===== INFORMATION SHOWN =====
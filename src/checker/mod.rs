// src/checker/mod.rs
// =============================================================================
// This module contains the link probing logic.
//
// Submodules:
// - http: Makes one bounded HTTP HEAD request and classifies the outcome
//
// The monitor depends only on the `Probe` trait re-exported here, never on
// reqwest directly.
// =============================================================================

mod http;

pub use http::{HttpProber, Probe, ProbeOutcome, ProbeResult, DEFAULT_PROBE_TIMEOUT};
pub mod adapters;
pub mod config;
pub mod core;
pub mod domain;
pub mod utils;

#[cfg(feature = "cli")]
pub use config::{CliConfig, Command, SubmitArgs};

pub use adapters::HttpSubmitter;
pub use config::TomlConfig;
pub use crate::core::{
    ContactForm, ContactSubmission, FormField, FormFields, FormVariant, SubmissionStatus,
};
pub use domain::catalog::{get_all_services, get_service_by_id, get_sub_service_by_id};
pub use utils::error::{HomecareError, Result};
pub use utils::validation::is_valid_indian_phone;
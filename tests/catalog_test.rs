use seecure_homecare::domain::catalog::catalog;
use seecure_homecare::domain::options::{is_service_option, service_options};
use seecure_homecare::{get_all_services, get_service_by_id, get_sub_service_by_id};

#[test]
fn test_lab_service_has_six_sub_services() {
    let lab = get_service_by_id("lab-service").expect("lab-service should exist");

    assert_eq!(lab.name, "Laboratory Services");
    assert_eq!(lab.sub_services.len(), 6);
    assert_eq!(lab.sub_services[0].id, "sample-collection");
    assert_eq!(lab.sub_services[0].price, "NO Charge");
}

#[test]
fn test_unknown_service_is_absent() {
    assert!(get_service_by_id("not-real").is_none());
    assert!(get_service_by_id("").is_none());
    assert!(get_service_by_id("Lab-Service").is_none());
}

#[test]
fn test_cbg_analysis_price() {
    let sub = get_sub_service_by_id("home-care", "cbg-analysis").expect("cbg-analysis should exist");

    assert_eq!(sub.name, "CBG Analysis");
    assert_eq!(sub.price, "₹100");
    assert_eq!(sub.duration, Some("5-10 mins"));
}

#[test]
fn test_unknown_sub_service_pairs_are_absent() {
    assert!(get_sub_service_by_id("home-care", "not-real").is_none());
    assert!(get_sub_service_by_id("not-real", "cbg-analysis").is_none());
    // 子服務存在，但不屬於該類別
    assert!(get_sub_service_by_id("lab-service", "cbg-analysis").is_none());
}

#[test]
fn test_category_sizes() {
    let sizes: Vec<(&str, usize)> = get_all_services()
        .iter()
        .map(|c| (c.id, c.sub_services.len()))
        .collect();

    assert_eq!(
        sizes,
        vec![
            ("lab-service", 6),
            ("home-care", 6),
            ("procedures", 5),
            ("emergency", 4)
        ]
    );
}

#[test]
fn test_every_sub_service_is_a_form_option() {
    for category in get_all_services() {
        for sub in category.sub_services {
            assert!(is_service_option(sub.id), "{} missing from form options", sub.id);
            let (owner, _) = catalog().find_sub_service(sub.id).unwrap();
            assert_eq!(owner.id, category.id);
        }
    }
    assert_eq!(service_options().len(), 22);
}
=====
= WHAT THE TASK ASKS =
Your answer should repeat every entry exactly.

= ANSWER SECTION =
filename src/checker/mod.rs
// src/checker/mod.rs
// =============================================================================
// This module contains the link probing logic.
//
// Submodules:
// - http: Makes one bounded HTTP HEAD request and classifies the outcome
//
// The monitor depends only on the `Probe` trait re-exported here, never on
// reqwest directly.
// =============================================================================

mod http;

pub use http::{HttpProber, Probe, ProbeOutcome, ProbeResult, DEFAULT_PROBE_TIMEOUT};
pub mod adapters;
pub mod config;
pub mod core;
pub mod domain;
pub mod utils;

#[cfg(feature = "cli")]
pub use config::{CliConfig, Command, SubmitArgs};

pub use adapters::HttpSubmitter;
pub use config::TomlConfig;
pub use crate::core::{
    ContactForm, ContactSubmission, FormField, FormFields, FormVariant, SubmissionStatus,
};
pub use domain::catalog::{get_all_services, get_service_by_id, get_sub_service_by_id};
pub use utils::error::{HomecareError, Result};
pub use utils::validation::is_valid_indian_phone;
filename tests/catalog_test.rs
use seecure_homecare::domain::catalog::catalog;
use seecure_homecare::domain::options::{is_service_option, service_options};
use seecure_homecare::{get_all_services, get_service_by_id, get_sub_service_by_id};

#[test]
fn test_lab_service_has_six_sub_services() {
    let lab = get_service_by_id("lab-service").expect("lab-service should exist");

    assert_eq!(lab.name, "Laboratory Services");
    assert_eq!(lab.sub_services.len(), 6);
    assert_eq!(lab.sub_services[0].id, "sample-collection");
    assert_eq!(lab.sub_services[0].price, "NO Charge");
}

#[test]
fn test_unknown_service_is_absent() {
    assert!(get_service_by_id("not-real").is_none());
    assert!(get_service_by_id("").is_none());
    assert!(get_service_by_id("Lab-Service").is_none());
}

#[test]
fn test_cbg_analysis_price() {
    let sub = get_sub_service_by_id("home-care", "cbg-analysis").expect("cbg-analysis should exist");

    assert_eq!(sub.name, "CBG Analysis");
    assert_eq!(sub.price, "₹100");
    assert_eq!(sub.duration, Some("5-10 mins"));
}

#[test]
fn test_unknown_sub_service_pairs_are_absent() {
    assert!(get_sub_service_by_id("home-care", "not-real").is_none());
    assert!(get_sub_service_by_id("not-real", "cbg-analysis").is_none());
    // 子服務存在，但不屬於該類別
    assert!(get_sub_service_by_id("lab-service", "cbg-analysis").is_none());
}

#[test]
fn test_category_sizes() {
    let sizes: Vec<(&str, usize)> = get_all_services()
        .iter()
        .map(|c| (c.id, c.sub_services.len()))
        .collect();

    assert_eq!(
        sizes,
        vec![
            ("lab-service", 6),
            ("home-care", 6),
            ("procedures", 5),
            ("emergency", 4)
        ]
    );
}

#[test]
fn test_every_sub_service_is_a_form_option() {
    for category in get_all_services() {
        for sub in category.sub_services {
            assert!(is_service_option(sub.id), "{} missing from form options", sub.id);
            let (owner, _) = catalog().find_sub_service(sub.id).unwrap();
            assert_eq!(owner.id, category.id);
        }
    }
    assert_eq!(service_options().len(), 22);
}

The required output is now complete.